▸ **Action item**
Can the data below be set down again exactly, line for line?

** Data records follows **

impl<F> TrialGenerator for F
where
    F: FnMut(&[TrialRecord]) -> Result<Option<TrialParams>, GeneratorError> + Send,
{
    fn next_trial(
        &mut self,
        history: &[TrialRecord],
    ) -> Result<Option<TrialParams>, GeneratorError> {
        self(history)
    }
}

/// A sampling closure for a random parameter.
pub type DrawFn = Box<dyn FnMut(&mut StdRng, &[TrialRecord]) -> ParamValue + Send>;

/// Where a named parameter's value comes from.
pub enum ParamSource {
    /// Picked uniformly from a fixed set.
    Choice(Vec<ParamValue>),
    /// Returned by a closure.
    Draw(DrawFn),
}

fn seeded_rng(seed: Option<u64>) -> StdRng {
    match seed {
        Some(seed) => StdRng::seed_from_u64(seed),
        None => StdRng::from_os_rng(),
    }
}

/// A fixed sequence of parameter maps and/or named random sources.
///
/// Each trial starts from the sequence entry at the current index (if a
/// sequence is set), then every random source writes its value over it. A
/// sequence that runs out ends the session.
pub struct ParamGenerator {
    sequence: Option<Vec<ParamMap>>,
    sources: BTreeMap<String, ParamSource>,
    trial_index: usize,
    rng: StdRng,
}

impl ParamGenerator {
    pub fn new(seed: Option<u64>) -> Self {
        Self {
            sequence: None,
            sources: BTreeMap::new(),
            trial_index: 0,
            rng: seeded_rng(seed),
        }
    }

    /// A generator that replays `sequence` and then stops.
    pub fn with_sequence(sequence: Vec<ParamMap>, seed: Option<u64>) -> Self {
        let mut generator = Self::new(seed);
        generator.sequence = Some(sequence);
        generator
    }

    pub fn set_sequence(&mut self, sequence: Vec<ParamMap>) {
        self.sequence = Some(sequence);
    }

    /// Reads a JSON array of parameter maps.
    pub fn load_sequence(path: &Path) -> Result<Vec<ParamMap>, GeneratorError> {
        let text = std::fs::read_to_string(path).map_err(|source| GeneratorError::SequenceIo {
            path: path.to_path_buf(),
            source,
        })?;
        serde_json::from_str(&text).map_err(|source| GeneratorError::SequenceFormat {
            path: path.to_path_buf(),
            source,
        })
    }

    /// Picks `name` uniformly from `values` on every trial.
    pub fn add_choice<V>(&mut self, name: impl Into<String>, values: impl IntoIterator<Item = V>)
    where
        V: Into<ParamValue>,
    {
        let values = values.into_iter().map(Into::into).collect();
        self.sources.insert(name.into(), ParamSource::Choice(values));
    }

    /// Computes `name` with `draw` on every trial.
    pub fn add_draw<F>(&mut self, name: impl Into<String>, draw: F)
    where
        F: FnMut(&mut StdRng, &[TrialRecord]) -> ParamValue + Send + 'static,
    {
        self.sources
            .insert(name.into(), ParamSource::Draw(Box::new(draw)));
    }

    /// Number of trials drawn since the last reset.
    pub fn trial_index(&self) -> usize {
        self.trial_index
    }

    /// Draws the next raw parameter map. `None` once the sequence is spent.
    pub fn next_map(&mut self, history: &[TrialRecord]) -> Option<ParamMap> {
        let mut map = match &self.sequence {
            Some(sequence) => sequence.get(self.trial_index)?.clone(),
            None => ParamMap::new(),
        };
        for (name, source) in self.sources.iter_mut() {
            let value = match source {
                ParamSource::Choice(values) => match values.choose(&mut self.rng) {
                    Some(value) => value.clone(),
                    None => continue,
                },
                ParamSource::Draw(draw) => draw(&mut self.rng, history),
            };
            map.insert(name.clone(), value);
        }
        self.trial_index += 1;
        Some(map)
    }
}

impl TrialGenerator for ParamGenerator {
    fn next_trial(
        &mut self,
        history: &[TrialRecord],
    ) -> Result<Option<TrialParams>, GeneratorError> {
        self.next_map(history).map(TrialParams::from_map).transpose()
    }

    fn reset(&mut self) {
        self.trial_index = 0;
    }
}

/// Uniform go/catch trials with a change time from `{1, 2, 3, 4}` seconds.
///
/// The first `warm_up_trials` trials are forced to auto-reward go trials.
pub struct DefaultTrialGenerator {
    base: ParamGenerator,
    warm_up_trials: u32,
    warm_up_remaining: u32,
}

impl DefaultTrialGenerator {
    pub fn new(warm_up_trials: u32, seed: Option<u64>) -> Self {
        let mut base = ParamGenerator::new(seed);
        base.add_choice(TrialParams::CATCH, [true, false]);
        base.add_choice(TrialParams::CHANGE_TIME, [1.0, 2.0, 3.0, 4.0]);
        base.add_choice(TrialParams::AUTO_REWARD, [false]);
        Self {
            base,
            warm_up_trials,
            warm_up_remaining: warm_up_trials,
        }
    }

    pub fn base_mut(&mut self) -> &mut ParamGenerator {
        &mut self.base
    }
}

impl TrialGenerator for DefaultTrialGenerator {
    fn next_trial(
        &mut self,
        history: &[TrialRecord],
    ) -> Result<Option<TrialParams>, GeneratorError> {
        let Some(mut params) = self.base.next_trial(history)? else {
            return Ok(None);
        };
        if self.warm_up_remaining > 0 {
            params.auto_reward = true;
            params.catch = false;
            self.warm_up_remaining -= 1;
        }
        Ok(Some(params))
    }

    fn reset(&mut self) {
        self.base.reset();
        self.warm_up_remaining = self.warm_up_trials;
    }
}

/// History-aware DoC trial generation.
///
/// - Catch trials occur with probability `catch_freq`.
/// - Change times are exponential (redrawn until they fit the stimulus
///   window) or uniform over the window.
/// - The first `warm_up_trials` new trials are auto-reward trials.
/// - After `free_reward_trials` consecutive trials without a lick, the next
///   new trial is an auto-reward trial.
/// - Auto-reward trials are always go trials.
/// - A failed trial is repeated verbatim, up to `failure_repeats` times in a
///   row.
pub struct AdaptiveTrialGenerator {
    base: ParamGenerator,
    warm_up_remaining: u32,
    warm_up_trials: u32,
    free_reward_trials: u32,
    failure_repeats: u32,
    last_trial: Option<TrialParams>,
    repeats: u32,
    trials_since_lick: u32,
}

impl AdaptiveTrialGenerator {
    pub fn new(config: &GeneratorConfig, task: &TaskConfig) -> Self {
        let mut base = ParamGenerator::new(config.seed);

        let catch_freq = config.catch_freq;
        base.add_draw(TrialParams::CATCH, move |rng, _| {
            ParamValue::Bool(rng.random::<f64>() < catch_freq)
        });

        let window = task.stimulus_window;
        let scale = config.change_time_scale;
        let dist = config.change_time_dist;
        base.add_draw(TrialParams::CHANGE_TIME, move |rng, _| {
            ParamValue::Float(draw_change_time(rng, dist, scale, window))
        });

        Self {
            base,
            warm_up_remaining: task.warm_up_trials,
            warm_up_trials: task.warm_up_trials,
            free_reward_trials: config.free_reward_trials,
            failure_repeats: config.failure_repeats,
            last_trial: None,
            repeats: 0,
            trials_since_lick: 0,
        }
    }

    pub fn base_mut(&mut self) -> &mut ParamGenerator {
        &mut self.base
    }

    fn new_trial(
        &mut self,
        history: &[TrialRecord],
    ) -> Result<Option<TrialParams>, GeneratorError> {
        let Some(mut params) = self.base.next_trial(history)? else {
            return Ok(None);
        };

        if self.warm_up_remaining > 0 {
            self.warm_up_remaining -= 1;
            params.auto_reward = true;
        }

        if let Some(previous) = history.last() {
            if previous.licks.is_empty() {
                self.trials_since_lick += 1;
            } else {
                self.trials_since_lick = 0;
            }
        }
        if self.trials_since_lick >= self.free_reward_trials {
            debug!(
                trials = self.trials_since_lick,
                "No licks for a while, giving a free reward."
            );
            params.auto_reward = true;
            self.trials_since_lick = 0;
        }

        if params.auto_reward {
            params.catch = false;
        }
        self.last_trial = Some(params.clone());
        Ok(Some(params))
    }
}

** End of Data records **

▸ **Response to the exercise**
impl<F> TrialGenerator for F
where
    F: FnMut(&[TrialRecord]) -> Result<Option<TrialParams>, GeneratorError> + Send,
{
    fn next_trial(
        &mut self,
        history: &[TrialRecord],
    ) -> Result<Option<TrialParams>, GeneratorError> {
        self(history)
    }
}

/// A sampling closure for a random parameter.
pub type DrawFn = Box<dyn FnMut(&mut StdRng, &[TrialRecord]) -> ParamValue + Send>;

/// Where a named parameter's value comes from.
pub enum ParamSource {
    /// Picked uniformly from a fixed set.
    Choice(Vec<ParamValue>),
    /// Returned by a closure.
    Draw(DrawFn),
}

fn seeded_rng(seed: Option<u64>) -> StdRng {
    match seed {
        Some(seed) => StdRng::seed_from_u64(seed),
        None => StdRng::from_os_rng(),
    }
}

/// A fixed sequence of parameter maps and/or named random sources.
///
/// Each trial starts from the sequence entry at the current index (if a
/// sequence is set), then every random source writes its value over it. A
/// sequence that runs out ends the session.
pub struct ParamGenerator {
    sequence: Option<Vec<ParamMap>>,
    sources: BTreeMap<String, ParamSource>,
    trial_index: usize,
    rng: StdRng,
}

impl ParamGenerator {
    pub fn new(seed: Option<u64>) -> Self {
        Self {
            sequence: None,
            sources: BTreeMap::new(),
            trial_index: 0,
            rng: seeded_rng(seed),
        }
    }

    /// A generator that replays `sequence` and then stops.
    pub fn with_sequence(sequence: Vec<ParamMap>, seed: Option<u64>) -> Self {
        let mut generator = Self::new(seed);
        generator.sequence = Some(sequence);
        generator
    }

    pub fn set_sequence(&mut self, sequence: Vec<ParamMap>) {
        self.sequence = Some(sequence);
    }

    /// Reads a JSON array of parameter maps.
    pub fn load_sequence(path: &Path) -> Result<Vec<ParamMap>, GeneratorError> {
        let text = std::fs::read_to_string(path).map_err(|source| GeneratorError::SequenceIo {
            path: path.to_path_buf(),
            source,
        })?;
        serde_json::from_str(&text).map_err(|source| GeneratorError::SequenceFormat {
            path: path.to_path_buf(),
            source,
        })
    }

    /// Picks `name` uniformly from `values` on every trial.
    pub fn add_choice<V>(&mut self, name: impl Into<String>, values: impl IntoIterator<Item = V>)
    where
        V: Into<ParamValue>,
    {
        let values = values.into_iter().map(Into::into).collect();
        self.sources.insert(name.into(), ParamSource::Choice(values));
    }

    /// Computes `name` with `draw` on every trial.
    pub fn add_draw<F>(&mut self, name: impl Into<String>, draw: F)
    where
        F: FnMut(&mut StdRng, &[TrialRecord]) -> ParamValue + Send + 'static,
    {
        self.sources
            .insert(name.into(), ParamSource::Draw(Box::new(draw)));
    }

    /// Number of trials drawn since the last reset.
    pub fn trial_index(&self) -> usize {
        self.trial_index
    }

    /// Draws the next raw parameter map. `None` once the sequence is spent.
    pub fn next_map(&mut self, history: &[TrialRecord]) -> Option<ParamMap> {
        let mut map = match &self.sequence {
            Some(sequence) => sequence.get(self.trial_index)?.clone(),
            None => ParamMap::new(),
        };
        for (name, source) in self.sources.iter_mut() {
            let value = match source {
                ParamSource::Choice(values) => match values.choose(&mut self.rng) {
                    Some(value) => value.clone(),
                    None => continue,
                },
                ParamSource::Draw(draw) => draw(&mut self.rng, history),
            };
            map.insert(name.clone(), value);
        }
        self.trial_index += 1;
        Some(map)
    }
}

impl TrialGenerator for ParamGenerator {
    fn next_trial(
        &mut self,
        history: &[TrialRecord],
    ) -> Result<Option<TrialParams>, GeneratorError> {
        self.next_map(history).map(TrialParams::from_map).transpose()
    }

    fn reset(&mut self) {
        self.trial_index = 0;
    }
}

/// Uniform go/catch trials with a change time from `{1, 2, 3, 4}` seconds.
///
/// The first `warm_up_trials` trials are forced to auto-reward go trials.
pub struct DefaultTrialGenerator {
    base: ParamGenerator,
    warm_up_trials: u32,
    warm_up_remaining: u32,
}

impl DefaultTrialGenerator {
    pub fn new(warm_up_trials: u32, seed: Option<u64>) -> Self {
        let mut base = ParamGenerator::new(seed);
        base.add_choice(TrialParams::CATCH, [true, false]);
        base.add_choice(TrialParams::CHANGE_TIME, [1.0, 2.0, 3.0, 4.0]);
        base.add_choice(TrialParams::AUTO_REWARD, [false]);
        Self {
            base,
            warm_up_trials,
            warm_up_remaining: warm_up_trials,
        }
    }

    pub fn base_mut(&mut self) -> &mut ParamGenerator {
        &mut self.base
    }
}

impl TrialGenerator for DefaultTrialGenerator {
    fn next_trial(
        &mut self,
        history: &[TrialRecord],
    ) -> Result<Option<TrialParams>, GeneratorError> {
        let Some(mut params) = self.base.next_trial(history)? else {
            return Ok(None);
        };
        if self.warm_up_remaining > 0 {
            params.auto_reward = true;
            params.catch = false;
            self.warm_up_remaining -= 1;
        }
        Ok(Some(params))
    }

    fn reset(&mut self) {
        self.base.reset();
        self.warm_up_remaining = self.warm_up_trials;
    }
}

/// History-aware DoC trial generation.
///
/// - Catch trials occur with probability `catch_freq`.
/// - Change times are exponential (redrawn until they fit the stimulus
///   window) or uniform over the window.
/// - The first `warm_up_trials` new trials are auto-reward trials.
/// - After `free_reward_trials` consecutive trials without a lick, the next
///   new trial is an auto-reward trial.
/// - Auto-reward trials are always go trials.
/// - A failed trial is repeated verbatim, up to `failure_repeats` times in a
///   row.
pub struct AdaptiveTrialGenerator {
    base: ParamGenerator,
    warm_up_remaining: u32,
    warm_up_trials: u32,
    free_reward_trials: u32,
    failure_repeats: u32,
    last_trial: Option<TrialParams>,
    repeats: u32,
    trials_since_lick: u32,
}

impl AdaptiveTrialGenerator {
    pub fn new(config: &GeneratorConfig, task: &TaskConfig) -> Self {
        let mut base = ParamGenerator::new(config.seed);

        let catch_freq = config.catch_freq;
        base.add_draw(TrialParams::CATCH, move |rng, _| {
            ParamValue::Bool(rng.random::<f64>() < catch_freq)
        });

        let window = task.stimulus_window;
        let scale = config.change_time_scale;
        let dist = config.change_time_dist;
        base.add_draw(TrialParams::CHANGE_TIME, move |rng, _| {
            ParamValue::Float(draw_change_time(rng, dist, scale, window))
        });

        Self {
            base,
            warm_up_remaining: task.warm_up_trials,
            warm_up_trials: task.warm_up_trials,
            free_reward_trials: config.free_reward_trials,
            failure_repeats: config.failure_repeats,
            last_trial: None,
            repeats: 0,
            trials_since_lick: 0,
        }
    }

    pub fn base_mut(&mut self) -> &mut ParamGenerator {
        &mut self.base
    }

    fn new_trial(
        &mut self,
        history: &[TrialRecord],
    ) -> Result<Option<TrialParams>, GeneratorError> {
        let Some(mut params) = self.base.next_trial(history)? else {
            return Ok(None);
        };

        if self.warm_up_remaining > 0 {
            self.warm_up_remaining -= 1;
            params.auto_reward = true;
        }

        if let Some(previous) = history.last() {
            if previous.licks.is_empty() {
                self.trials_since_lick += 1;
            } else {
                self.trials_since_lick = 0;
            }
        }
        if self.trials_since_lick >= self.free_reward_trials {
            debug!(
                trials = self.trials_since_lick,
                "No licks for a while, giving a free reward."
            );
            params.auto_reward = true;
            self.trials_since_lick = 0;
        }

        if params.auto_reward {
            params.catch = false;
        }
        self.last_trial = Some(params.clone());
        Ok(Some(params))
    }
}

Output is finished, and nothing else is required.